El líder del régimen chino, Xi Jinping, ordenó aumentar la "regulación de los ingresos más altos" en el país para mejorar la "redistribución de la riqueza". Esta medida supone un nuevo golpe para las empresas tecnológicas chinas. En este marco el gobierno aseguró que redoblará su control sobre estas empresas pese a las caídas de las firmas chinas en bolsa de los últimos meses.
Durante una reunión del comité directivo del Partido Comunista afirmó que la actual campaña antimonopolio para "prevenir la expansión irracional de capitales" y "abordar el crecimiento salvaje" del sector tecnológico "ya está dando frutos". En ese sentido añadió que "la puesta en marcha de todas estas regulaciones antimonopolio es absolutamente necesaria para mejorar la economía de mercado socialista y promover la prosperidad común".
En el encuentro, Xi enfatizó que el Partido debe "guiar y supervisar a las empresas" y poner en marcha "regulaciones efectivas y normas precisas" con el objetivo de "servir a los intereses generales del desarrollo económico".
La nueva política redistributiva de Xi Jinping apunta a elevar los salarios de la clase media y de esta forma incentivar el consumo.
Este martes, la Bolsa de Hong Kong, donde cotizan las principales tecnológicas del país, ha subido un 1,33%, con 'big tech' como Alibaba (3,48%), Meituan (6,48%) o Tencent (2,36%) a la cabeza de las ganancias. Pese a las palabras del mandatario, las empresas chinas siguen adelante.
Nuevas normas
China impulsa nuevas regulaciones que prohíban a las empresas con gran cantidad de datos sensibles de los usuarios salir a la bolsa de Estados Unidos. Esta medida impide a las compañías tecnológicas cotizar en el extranjero.

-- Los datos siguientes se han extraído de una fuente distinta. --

mod config;
mod controllers;
mod dto;
mod middleware;
mod models;
mod repositories;
mod routes;
mod services;
mod state;
mod utils;

use anyhow::Result;
use axum::{middleware::from_fn_with_state, response::Json, routing::get, Router};
use dotenvy::dotenv;
use serde_json::json;
use std::net::SocketAddr;
use tokio::signal;
use tracing::{error, info};

use config::{DatabaseConfig, EnvironmentConfig};
use middleware::auth::auth_middleware;
use middleware::cors::cors_middleware;
use state::AppState;

#[tokio::main]
async fn main() -> Result<()> {
    dotenv().ok();

    tracing_subscriber::fmt()
        .with_max_level(tracing::Level::INFO)
        .init();

    info!("🚐 Camper Rental Backend");
    info!("========================");

    let config = EnvironmentConfig::default();

    let pool = match DatabaseConfig::default().create_pool().await {
        Ok(pool) => pool,
        Err(e) => {
            error!("❌ Datenbankverbindung fehlgeschlagen: {}", e);
            return Err(anyhow::anyhow!("Datenbankfehler: {}", e));
        }
    };
    info!("✅ Datenbank verbunden");

    let addr: SocketAddr = format!("{}:{}", config.host, config.port).parse()?;
    let cors = cors_middleware(&config.cors_origins);
    let app_state = AppState::new(pool, config);

    // Alles unter /api außer Login und Healthcheck verlangt ein JWT
    let protected = Router::new()
        .nest("/vehicle", routes::vehicle_routes::create_vehicle_router())
        .nest("/booking", routes::booking_routes::create_booking_router())
        .nest("/contract", routes::contract_routes::create_contract_router())
        .nest("/protocol", routes::protocol_routes::create_protocol_router())
        .nest("/template", routes::template_routes::create_template_router())
        .merge(routes::proxy_routes::create_proxy_router())
        .layer(from_fn_with_state(app_state.clone(), auth_middleware));

    let app = Router::new()
        .route("/health", get(health_endpoint))
        .nest("/api/auth", routes::auth_routes::create_auth_router())
        .nest("/api", protected)
        .layer(tower_http::trace::TraceLayer::new_for_http())
        .layer(cors)
        .with_state(app_state);

    info!("🌐 Server startet auf http://{}", addr);
    info!("🔍 Verfügbare Endpoints:");
    info!("   GET  /health - Healthcheck");
    info!("🔐 Auth:");
    info!("   POST /api/auth/login - Mitarbeiter-Login");
    info!("🚐 Fahrzeuge:");
    info!("   POST /api/vehicle - Fahrzeug anlegen");
    info!("   GET  /api/vehicle - Fahrzeuge auflisten");
    info!("   GET  /api/vehicle/:id - Fahrzeug abrufen");
    info!("   PUT  /api/vehicle/:id - Fahrzeug aktualisieren");
    info!("   DELETE /api/vehicle/:id - Fahrzeug löschen");
    info!("📅 Buchungen:");
    info!("   POST /api/booking - Buchung anlegen");
    info!("   GET  /api/booking - Buchungen auflisten");
    info!("   GET  /api/booking/:id - Buchung abrufen");
    info!("   PUT  /api/booking/:id - Buchung aktualisieren");
    info!("   PATCH /api/booking/:id/status - Buchungsstatus wechseln");
    info!("   DELETE /api/booking/:id - Buchung löschen");
    info!("📄 Verträge:");
    info!("   POST /api/contract/from-booking/:booking_id - Vertrag aus Buchung erstellen");
    info!("   GET  /api/contract - Verträge auflisten");
    info!("   GET  /api/contract/:id - Vertrag abrufen");
    info!("   PUT  /api/contract/:id - Vertragsentwurf aktualisieren");
    info!("   POST /api/contract/:id/signature - Unterschrift anhängen");
    info!("   POST /api/contract/:id/pdf - PDF erzeugen und versenden");
    info!("   DELETE /api/contract/:id - Vertrag löschen");
    info!("📋 Protokolle:");
    info!("   POST /api/protocol/booking/:booking_id - Übergabe-/Rücknahmeprotokoll erfassen");
    info!("   GET  /api/protocol/booking/:booking_id - Protokolle einer Buchung");
    info!("   GET  /api/protocol/:id - Protokoll abrufen");
    info!("   POST /api/protocol/:id/pdf - Protokoll-PDF erzeugen");
    info!("   POST /api/protocol/cleaning/booking/:booking_id - Reinigungsprotokoll erfassen");
    info!("   GET  /api/protocol/cleaning/booking/:booking_id - Reinigungsprotokolle einer Buchung");
    info!("   GET  /api/protocol/cleaning/:id - Reinigungsprotokoll abrufen");
    info!("   POST /api/protocol/cleaning/:id/pdf - Reinigungsprotokoll-PDF erzeugen");
    info!("📝 Templates:");
    info!("   POST /api/template - Template anlegen");
    info!("   GET  /api/template - Templates auflisten");
    info!("   GET  /api/template/active - Aktives Template abrufen");
    info!("   POST /api/template/:id/activate - Template aktivieren");
    info!("🖼️ Proxy:");
    info!("   GET  /api/image-proxy?url= - Bild-Proxy für das Frontend");

    let listener = tokio::net::TcpListener::bind(addr).await?;
    axum::serve(listener, app)
        .with_graceful_shutdown(shutdown_signal())
        .await?;

    info!("👋 Server beendet");
    Ok(())
}

/// Einfacher Healthcheck
async fn health_endpoint() -> Json<serde_json::Value> {
    Json(json!({
        "status": "ok",
        "timestamp": chrono::Utc::now().to_rfc3339(),
    }))
}

/// Graceful Shutdown auf Ctrl+C bzw. SIGTERM
async fn shutdown_signal() {
    let ctrl_c = async {
        signal::ctrl_c()
            .await
            .expect("failed to install Ctrl+C handler");
    };

    #[cfg(unix)]
    let terminate = async {
        signal::unix::signal(signal::unix::SignalKind::terminate())
            .expect("failed to install signal handler")
            .recv()
            .await;
    };

    #[cfg(not(unix))]
    let terminate = std::future::pending::<()>();

    tokio::select! {
        _ = ctrl_c => {
            info!("🛑 Ctrl+C empfangen, Server fährt herunter...");
        },
        _ = terminate => {
            info!("🛑 SIGTERM empfangen, Server fährt herunter...");
        },
    }
}
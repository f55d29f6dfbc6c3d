//! Modell für den Preiskatalog
//!
//! Extras, Gebühren und Stornostaffeln liegen als Datensätze im Katalog,
//! nicht als Konstanten im Code. Der Katalog wird je Vorgang frisch
//! geladen; es gibt keine Cache-Schicht.

use chrono::{DateTime, Utc};
use rust_decimal::Decimal;
use serde::{Deserialize, Serialize};
use sqlx::FromRow;
use uuid::Uuid;

/// Katalogeintrag - bildet die Tabelle pricing_catalog ab
#[derive(Debug, Clone, Serialize, Deserialize, FromRow)]
pub struct PricingItem {
    pub id: Uuid,
    pub item_key: String,
    pub label: String,
    pub unit_price: Decimal,
    pub is_active: bool,
    pub created_at: DateTime<Utc>,
}

/// Bekannte Katalogschlüssel für den Gebühren- und Konditionenblock
/// des Vertrags
pub mod fee_keys {
    pub const PROFESSIONAL_CLEANING: &str = "fee_professional_cleaning";
    pub const TOILET_DISPOSAL: &str = "fee_toilet_disposal";
    pub const LATE_RETURN_PER_HOUR: &str = "fee_late_return_per_hour";
    pub const BOOKING_CHANGE: &str = "fee_booking_change";
    pub const SMOKING_VIOLATION: &str = "fee_smoking_violation";
    pub const REFUELING: &str = "fee_refueling";
    pub const UNLIMITED_KM: &str = "unlimited_km_fee";
    pub const INCLUDED_KM_PER_DAY: &str = "included_km_per_day";
    pub const EXTRA_KM_RATE: &str = "extra_km_rate";
    pub const DEDUCTIBLE_FULL_COVERAGE: &str = "deductible_full_coverage";
    pub const DEDUCTIBLE_PARTIAL_COVERAGE: &str = "deductible_partial_coverage";
}
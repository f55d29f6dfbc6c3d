//! Modell für Mitarbeiter-Logins

use chrono::{DateTime, Utc};
use serde::{Deserialize, Serialize};
use sqlx::FromRow;
use uuid::Uuid;

/// Mitarbeiter - bildet die Tabelle staff_users ab
#[derive(Debug, Clone, Serialize, Deserialize, FromRow)]
pub struct StaffUser {
    pub id: Uuid,
    pub email: String,
    #[serde(skip_serializing)]
    pub password_hash: String,
    pub full_name: String,
    pub created_at: DateTime<Utc>,
}
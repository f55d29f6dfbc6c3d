//! Mitarbeiter-Login
//!
//! Passwortprüfung mit bcrypt, danach Ausstellung eines JWT. Mehr
//! Session-Verwaltung gibt es bewusst nicht; der Token trägt alles.

use bcrypt::verify;
use sqlx::PgPool;

use crate::dto::auth_dto::{LoginRequest, LoginResponse};
use crate::repositories::user_repository::UserRepository;
use crate::utils::errors::{AppError, AppResult};
use crate::utils::jwt::{generate_token, JwtConfig};

pub struct AuthService {
    user_repository: UserRepository,
    jwt_config: JwtConfig,
}

impl AuthService {
    pub fn new(pool: PgPool, jwt_config: JwtConfig) -> Self {
        Self {
            user_repository: UserRepository::new(pool),
            jwt_config,
        }
    }

    pub async fn login(&self, request: &LoginRequest) -> AppResult<LoginResponse> {
        let user = self
            .user_repository
            .find_by_email(&request.email)
            .await?
            .ok_or_else(|| AppError::Unauthorized("Ungültige Zugangsdaten".to_string()))?;

        let password_ok = verify(&request.password, &user.password_hash)
            .map_err(|e| AppError::Internal(format!("Passwortprüfung fehlgeschlagen: {}", e)))?;

        if !password_ok {
            log::warn!("🔐 Fehlgeschlagener Login für {}", request.email);
            return Err(AppError::Unauthorized("Ungültige Zugangsdaten".to_string()));
        }

        let token = generate_token(user.id, &user.email, &self.jwt_config)?;

        log::info!("🔓 Login erfolgreich: {}", user.email);

        Ok(LoginResponse {
            token,
            user_id: user.id.to_string(),
            full_name: user.full_name,
            expires_in: self.jwt_config.expiration,
        })
    }
}
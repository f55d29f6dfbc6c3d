//! Generische API-Antworten

use serde::Serialize;

/// Generische Response-Hülle
#[derive(Debug, Serialize)]
pub struct ApiResponse<T> {
    pub success: bool,
    pub message: Option<String>,
    pub data: Option<T>,
}

impl<T> ApiResponse<T> {
    pub fn success(data: T) -> Self {
        Self {
            success: true,
            message: None,
            data: Some(data),
        }
    }

    pub fn success_with_message(data: T, message: String) -> Self {
        Self {
            success: true,
            message: Some(message),
            data: Some(data),
        }
    }
}
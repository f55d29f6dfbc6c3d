//! JWT-Middleware
//!
//! Alle API-Routen außer Login und Healthcheck verlangen einen gültigen
//! Bearer-Token. Die Claims des Mitarbeiters werden als Extension an
//! den Handler durchgereicht.

use axum::{
    extract::{Request, State},
    http::header,
    middleware::Next,
    response::Response,
};
use uuid::Uuid;

use crate::state::AppState;
use crate::utils::errors::AppError;
use crate::utils::jwt::{extract_token_from_header, verify_token, JwtConfig};

/// Authentifizierter Mitarbeiter, aus den JWT-Claims rekonstruiert
#[derive(Debug, Clone)]
pub struct AuthenticatedStaff {
    pub user_id: Uuid,
    pub email: String,
}

pub async fn auth_middleware(
    State(state): State<AppState>,
    mut request: Request,
    next: Next,
) -> Result<Response, AppError> {
    let auth_header = request
        .headers()
        .get(header::AUTHORIZATION)
        .and_then(|value| value.to_str().ok())
        .ok_or_else(|| AppError::Unauthorized("Authorization-Header fehlt".to_string()))?;

    let token = extract_token_from_header(auth_header)
        .map_err(|_| AppError::Unauthorized("Ungültiger Authorization-Header".to_string()))?;

    let jwt_config = JwtConfig::from(&state.config);
    let claims = verify_token(token, &jwt_config)
        .map_err(|_| AppError::Unauthorized("Ungültiges oder abgelaufenes Token".to_string()))?;

    let user_id = Uuid::parse_str(&claims.sub)
        .map_err(|_| AppError::Unauthorized("Token trägt keine gültige Benutzer-ID".to_string()))?;

    request.extensions_mut().insert(AuthenticatedStaff {
        user_id,
        email: claims.email,
    });

    Ok(next.run(request).await)
}
//! Utilities des Systems
//!
//! Fehlerbehandlung, Formatierung und JWT-Hilfsfunktionen.

pub mod errors;
pub mod format;
pub mod jwt;
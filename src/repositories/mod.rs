pub mod booking_repository;
pub mod cleaning_protocol_repository;
pub mod contract_repository;
pub mod pricing_repository;
pub mod protocol_repository;
pub mod signature_repository;
pub mod template_repository;
pub mod user_repository;
pub mod vehicle_repository;
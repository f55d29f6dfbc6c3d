//! Login für das Verleih-Personal

use sqlx::PgPool;
use validator::Validate;

use crate::config::EnvironmentConfig;
use crate::dto::auth_dto::{LoginRequest, LoginResponse};
use crate::dto::common::ApiResponse;
use crate::services::auth_service::AuthService;
use crate::utils::errors::AppResult;
use crate::utils::jwt::JwtConfig;

pub struct AuthController {
    auth_service: AuthService,
}

impl AuthController {
    pub fn new(pool: PgPool, config: &EnvironmentConfig) -> Self {
        Self {
            auth_service: AuthService::new(pool, JwtConfig::from(config)),
        }
    }

    pub async fn login(&self, request: LoginRequest) -> AppResult<ApiResponse<LoginResponse>> {
        request.validate()?;

        let response = self.auth_service.login(&request).await?;

        Ok(ApiResponse::success_with_message(
            response,
            "Login erfolgreich".to_string(),
        ))
    }
}
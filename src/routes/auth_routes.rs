use axum::{extract::State, routing::post, Json, Router};

use crate::controllers::auth_controller::AuthController;
use crate::dto::auth_dto::{LoginRequest, LoginResponse};
use crate::dto::common::ApiResponse;
use crate::state::AppState;
use crate::utils::errors::AppError;

pub fn create_auth_router() -> Router<AppState> {
    Router::new().route("/login", post(login))
}

async fn login(
    State(state): State<AppState>,
    Json(request): Json<LoginRequest>,
) -> Result<Json<ApiResponse<LoginResponse>>, AppError> {
    let controller = AuthController::new(state.pool.clone(), &state.config);
    let response = controller.login(request).await?;
    Ok(Json(response))
}
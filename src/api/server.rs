// # REST API Server
//
// Router assembly and the serve loop. The router is exposed on its own
// so integration tests can drive it without binding a socket.

use std::sync::Arc;

use axum::http::Method;
use axum::routing::{get, post};
use axum::Router;
use tower_http::cors::{Any, CorsLayer};
use tower_http::limit::RequestBodyLimitLayer;
use tower_http::timeout::TimeoutLayer;
use tower_http::trace::TraceLayer;
use tracing::info;

use crate::error::Result;

use super::events::{on_instance_event, on_node_event};
use super::monitoring::{cluster_state, scheduler_metrics};
use super::nodes::{create_node, delete_node, get_node, list_nodes, update_node};
use super::services::{
    create_service, delete_service, get_service, list_services, update_service,
};
use super::types::ApiState;

pub struct ApiServer {
    state: Arc<ApiState>,
}

impl ApiServer {
    pub fn new(state: Arc<ApiState>) -> Self {
        Self { state }
    }

    pub fn router(&self) -> Router {
        build_router(self.state.clone())
    }

    pub async fn run(&self, addr: &str) -> Result<()> {
        let listener = tokio::net::TcpListener::bind(addr).await?;
        info!("API listening on {addr}");
        axum::serve(listener, self.router()).await?;
        Ok(())
    }
}

pub fn build_router(state: Arc<ApiState>) -> Router {
    let cors = CorsLayer::new()
        .allow_methods([Method::GET, Method::POST, Method::PATCH, Method::DELETE])
        .allow_origin(Any)
        .allow_headers(Any);

    Router::new()
        .route("/nodes", post(create_node).get(list_nodes))
        .route(
            "/nodes/{id}",
            get(get_node).patch(update_node).delete(delete_node),
        )
        .route("/services", post(create_service).get(list_services))
        .route(
            "/services/{id}",
            get(get_service).patch(update_service).delete(delete_service),
        )
        .route("/events/nodes", post(on_node_event))
        .route("/events/service-instances", post(on_instance_event))
        .route("/monitoring/state", get(cluster_state))
        .route("/monitoring/metrics", get(scheduler_metrics))
        .layer(TraceLayer::new_for_http())
        .layer(cors)
        .layer(TimeoutLayer::new(state.config.request_timeout))
        .layer(RequestBodyLimitLayer::new(state.config.max_body_size))
        .with_state(state)
}
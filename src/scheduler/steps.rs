// # Update Resolvers
//
// A scheduling pass runs the three resolvers in order: nodes, then
// services, then instances. Each resolver walks the entities marked
// dirty in two sub-passes; a dirty node or service left unclassified
// after both aborts the pass. Iteration follows snapshot load order so
// victim selection and placement tie-breaks stay reproducible.

use uuid::Uuid;

use crate::error::{Result, SchedulerError};
use crate::models::{
    NodeStatus, ResourceStatus, Service, ServiceInstance, ServiceInstanceStatus, ServiceStatus,
    TrackedObject,
};
use crate::resources::{base_allocation, CpuCores, ResourceVector, GIB};

use super::cluster::ClusterState;
use super::selectors::same_or_lower_type_with_lower_priority;

/// Drains instances from failed and deleted nodes.
pub struct NodeUpdatesResolver;

impl NodeUpdatesResolver {
    pub fn run(state: &mut ClusterState) -> Result<()> {
        let dirty: Vec<Uuid> = state.nodes.iter().filter(|n| n.dirty).map(|n| n.id).collect();
        let mut unresolved = dirty.len();

        // Sub-pass 1: failed and deleted nodes lose every hosted
        // instance.
        for node_id in &dirty {
            let node = state.node(*node_id)?;
            if !matches!(node.status, NodeStatus::Failed | NodeStatus::Deleted) {
                continue;
            }
            for instance_id in node.instance_ids.clone() {
                state.evict_instance(instance_id)?;
            }
            let node = state.node_mut(*node_id)?;
            node.instance_ids.clear();
            node.dirty = false;
            unresolved -= 1;
        }

        // Sub-pass 2: active nodes need no structural work.
        for node_id in &dirty {
            let node = state.node_mut(*node_id)?;
            if node.status != NodeStatus::Active || !node.dirty {
                continue;
            }
            node.dirty = false;
            unresolved -= 1;
        }

        if unresolved != 0 {
            return Err(SchedulerError::Scheduling(
                "Not all updated nodes resolved".to_string(),
            ));
        }
        Ok(())
    }
}

/// Tears down instances of deleted services and creates missing ones for
/// active services.
pub struct ServiceUpdatesResolver;

impl ServiceUpdatesResolver {
    pub fn run(state: &mut ClusterState) -> Result<()> {
        let dirty: Vec<Uuid> = state
            .services
            .iter()
            .filter(|s| s.dirty)
            .map(|s| s.id)
            .collect();
        let mut unresolved = dirty.len();

        // Sub-pass 1: a deleted service may not keep a placed instance.
        for service_id in &dirty {
            let service = state.service(*service_id)?;
            if service.status != ServiceStatus::Deleted {
                continue;
            }
            if let Some(instance_id) = service.instance_id {
                if state.instance(instance_id)?.status == ServiceInstanceStatus::Placed {
                    state.evict_instance(instance_id)?;
                }
            }
            state.service_mut(*service_id)?.dirty = false;
            unresolved -= 1;
        }

        // Sub-pass 2: every active service owns exactly one instance;
        // the instance is marked dirty so the instance resolver
        // re-examines it.
        for service_id in &dirty {
            let service = state.service(*service_id)?;
            if service.status != ServiceStatus::Active {
                continue;
            }
            let instance_id = match service.instance_id {
                Some(instance_id) => instance_id,
                None => {
                    let instance = ServiceInstance::evicted_for(service);
                    let instance_id = instance.id;
                    state.insert_instance(instance)?;
                    instance_id
                }
            };
            state.instance_mut(instance_id)?.dirty = true;
            state.service_mut(*service_id)?.dirty = false;
            unresolved -= 1;
        }

        if unresolved != 0 {
            return Err(SchedulerError::Scheduling(
                "Not all updated services resolved".to_string(),
            ));
        }
        Ok(())
    }
}

/// Places evicted instances, grows constrained ones and shrinks any
/// over-limit allocation back to its service's limit.
pub struct InstanceUpdatesResolver;

impl InstanceUpdatesResolver {
    pub fn run(state: &mut ClusterState) -> Result<()> {
        state.calculate_available_resources()?;

        let dirty: Vec<Uuid> = state
            .instances
            .iter()
            .filter(|i| i.dirty)
            .map(|i| i.id)
            .collect();
        let mut residual: Vec<Uuid> = dirty.clone();

        // Sub-pass A: placed instances. Grow the constrained dimension
        // if the worker reported pressure, then cap at the limit.
        for instance_id in &dirty {
            if state.instance(*instance_id)?.status != ServiceInstanceStatus::Placed {
                continue;
            }
            Self::resolve_placed(state, *instance_id)?;
            state.instance_mut(*instance_id)?.dirty = false;
            residual.retain(|id| id != instance_id);
        }

        // Sub-pass B: evicted instances of active services go looking
        // for a node, first without evictions, then with them.
        for instance_id in residual.clone() {
            let instance = state.instance(instance_id)?;
            if instance.status != ServiceInstanceStatus::Evicted {
                continue;
            }
            let service = state.service(instance.service_id)?;
            if service.status != ServiceStatus::Active {
                continue;
            }
            let limit = service.resource_limit.clone().unwrap_or_default();
            let floor = service.resource_floor.clone();
            let required = base_allocation().get_compliant(&limit, floor.as_ref());
            if Self::place_somewhere(state, instance_id, &required, service.id)? {
                residual.retain(|id| *id != instance_id);
            }
        }

        // Whatever is left could not be placed this pass.
        state
            .metrics
            .count_object(TrackedObject::Evicted, residual.len() as u64);
        Ok(())
    }

    fn resolve_placed(state: &mut ClusterState, instance_id: Uuid) -> Result<()> {
        let instance = state.instance(instance_id)?.clone();
        let service = state.service(instance.service_id)?.clone();

        if let Some(constrained) = instance.resource_status {
            if constrained != ResourceStatus::Ok {
                Self::attempt_grow(state, &instance, &service, constrained)?;
            }
        }

        let limit = service.resource_limit.clone().unwrap_or_default();
        state.shrink_instance(instance_id, &limit)
    }

    /// Grow in place, else grow by migration, else leave the instance
    /// unchanged.
    fn attempt_grow(
        state: &mut ClusterState,
        instance: &ServiceInstance,
        service: &Service,
        constrained: ResourceStatus,
    ) -> Result<()> {
        let allocated = instance.allocated_resources.clone().ok_or_else(|| {
            SchedulerError::Scheduling(format!("instance {} has no allocation", instance.id))
        })?;
        let current_node = instance.node_id.ok_or_else(|| {
            SchedulerError::Scheduling(format!("instance {} placed without a node", instance.id))
        })?;
        let grown = grown_allocation(&allocated, service.resource_limit.as_ref(), constrained)?;
        let delta = grown
            .checked_sub(&allocated)
            .map_err(SchedulerError::into_scheduling)?;

        if let Some(victims) = state.attempt_to_acquire(
            current_node,
            &delta,
            service.id,
            same_or_lower_type_with_lower_priority,
        )? {
            for victim in victims {
                state.evict_instance(victim)?;
            }
            return state.grow_instance_in_place(instance.id, grown);
        }

        for node_id in state.active_node_ids() {
            if node_id == current_node {
                continue;
            }
            if let Some(victims) = state.attempt_to_acquire(
                node_id,
                &grown,
                service.id,
                same_or_lower_type_with_lower_priority,
            )? {
                for victim in victims {
                    state.evict_instance(victim)?;
                }
                state.evict_instance(instance.id)?;
                return state.place_instance(instance.id, node_id, grown);
            }
        }

        Ok(())
    }

    fn place_somewhere(
        state: &mut ClusterState,
        instance_id: Uuid,
        required: &ResourceVector,
        service_id: Uuid,
    ) -> Result<bool> {
        for node_id in state.active_node_ids() {
            if state.node_has_room(node_id, required)? {
                state.place_instance(instance_id, node_id, required.clone())?;
                return Ok(true);
            }
        }
        for node_id in state.active_node_ids() {
            if let Some(victims) = state.attempt_to_acquire(
                node_id,
                required,
                service_id,
                same_or_lower_type_with_lower_priority,
            )? {
                for victim in victims {
                    state.evict_instance(victim)?;
                }
                state.place_instance(instance_id, node_id, required.clone())?;
                return Ok(true);
            }
        }
        Ok(false)
    }
}

/// The constrained dimension grows by one step, capped at the service's
/// limit; an unset limit component leaves the growth unbounded. A limit
/// already below the allocation grows nothing (the shrink that follows
/// caps it).
fn grown_allocation(
    allocated: &ResourceVector,
    limit: Option<&ResourceVector>,
    constrained: ResourceStatus,
) -> Result<ResourceVector> {
    fn step_up<T: Copy + Ord + std::ops::Add<Output = T>>(
        current: T,
        step: T,
        limit: Option<T>,
    ) -> T {
        match limit {
            Some(limit) if limit <= current => current,
            Some(limit) => limit.min(current + step),
            None => current + step,
        }
    }

    let mut grown = allocated.clone();
    match constrained {
        ResourceStatus::Cpu => {
            let current = allocated.cpu_cores.ok_or_else(|| {
                SchedulerError::Scheduling("constrained instance without cpu allocation".to_string())
            })?;
            grown.cpu_cores = Some(step_up(
                current,
                CpuCores::from_cores(1.0),
                limit.and_then(|l| l.cpu_cores),
            ));
        }
        ResourceStatus::Ram => {
            let current = allocated.ram.ok_or_else(|| {
                SchedulerError::Scheduling("constrained instance without ram allocation".to_string())
            })?;
            grown.ram = Some(step_up(current, GIB, limit.and_then(|l| l.ram)));
        }
        ResourceStatus::Disk => {
            let current = allocated.disk.ok_or_else(|| {
                SchedulerError::Scheduling("constrained instance without disk allocation".to_string())
            })?;
            grown.disk = Some(step_up(current, 10 * GIB, limit.and_then(|l| l.disk)));
        }
        ResourceStatus::Ok => {}
    }
    Ok(grown)
}

#[cfg(test)]
mod tests {
    use super::*;

    #[test]
    fn test_grown_allocation_steps_and_caps() {
        let allocated = ResourceVector::new(1.0, GIB, 10 * GIB);
        let limit = ResourceVector::new(4.0, 8 * GIB, 100 * GIB);

        let grown = grown_allocation(&allocated, Some(&limit), ResourceStatus::Cpu).unwrap();
        assert_eq!(grown.cpu_cores, Some(CpuCores::from_cores(2.0)));
        assert_eq!(grown.ram, Some(GIB));

        let grown = grown_allocation(&allocated, Some(&limit), ResourceStatus::Ram).unwrap();
        assert_eq!(grown.ram, Some(2 * GIB));

        let grown = grown_allocation(&allocated, Some(&limit), ResourceStatus::Disk).unwrap();
        assert_eq!(grown.disk, Some(20 * GIB));
    }

    #[test]
    fn test_grown_allocation_respects_tight_limit() {
        let allocated = ResourceVector::new(1.0, GIB, 10 * GIB);
        let limit = ResourceVector::new(1.0, GIB, 10 * GIB);
        let grown = grown_allocation(&allocated, Some(&limit), ResourceStatus::Cpu).unwrap();
        assert_eq!(grown, allocated);

        let tiny = ResourceVector::new(0.5, GIB, 10 * GIB);
        let grown = grown_allocation(&allocated, Some(&tiny), ResourceStatus::Cpu).unwrap();
        assert_eq!(grown, allocated);
    }

    #[test]
    fn test_grown_allocation_unbounded_without_limit() {
        let allocated = ResourceVector::new(1.0, GIB, 10 * GIB);
        let unbounded = ResourceVector {
            cpu_cores: None,
            ram: Some(8 * GIB),
            disk: Some(100 * GIB),
        };
        let grown = grown_allocation(&allocated, Some(&unbounded), ResourceStatus::Cpu).unwrap();
        assert_eq!(grown.cpu_cores, Some(CpuCores::from_cores(2.0)));
    }
}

Las medidas regulatorias impuestas por el propio gobierno han limitado opciones de su salida a bolsa, recortado sus beneficios y frenado su expansión internacional. Durante décadas, aunque mantuvieron un estricto control sobre sectores estratégicos como la banca y el petróleo, los dirigentes chinos dieron libertad a empresarios e inversores para impulsar la adopción de nuevas tecnologías y abrir nuevas oportunidades de crecimiento. Pero ahora, el Partido Comunista Chino ha cambiado de opinión: la prosperidad común y la seguridad nacional por encima del rendimiento económico.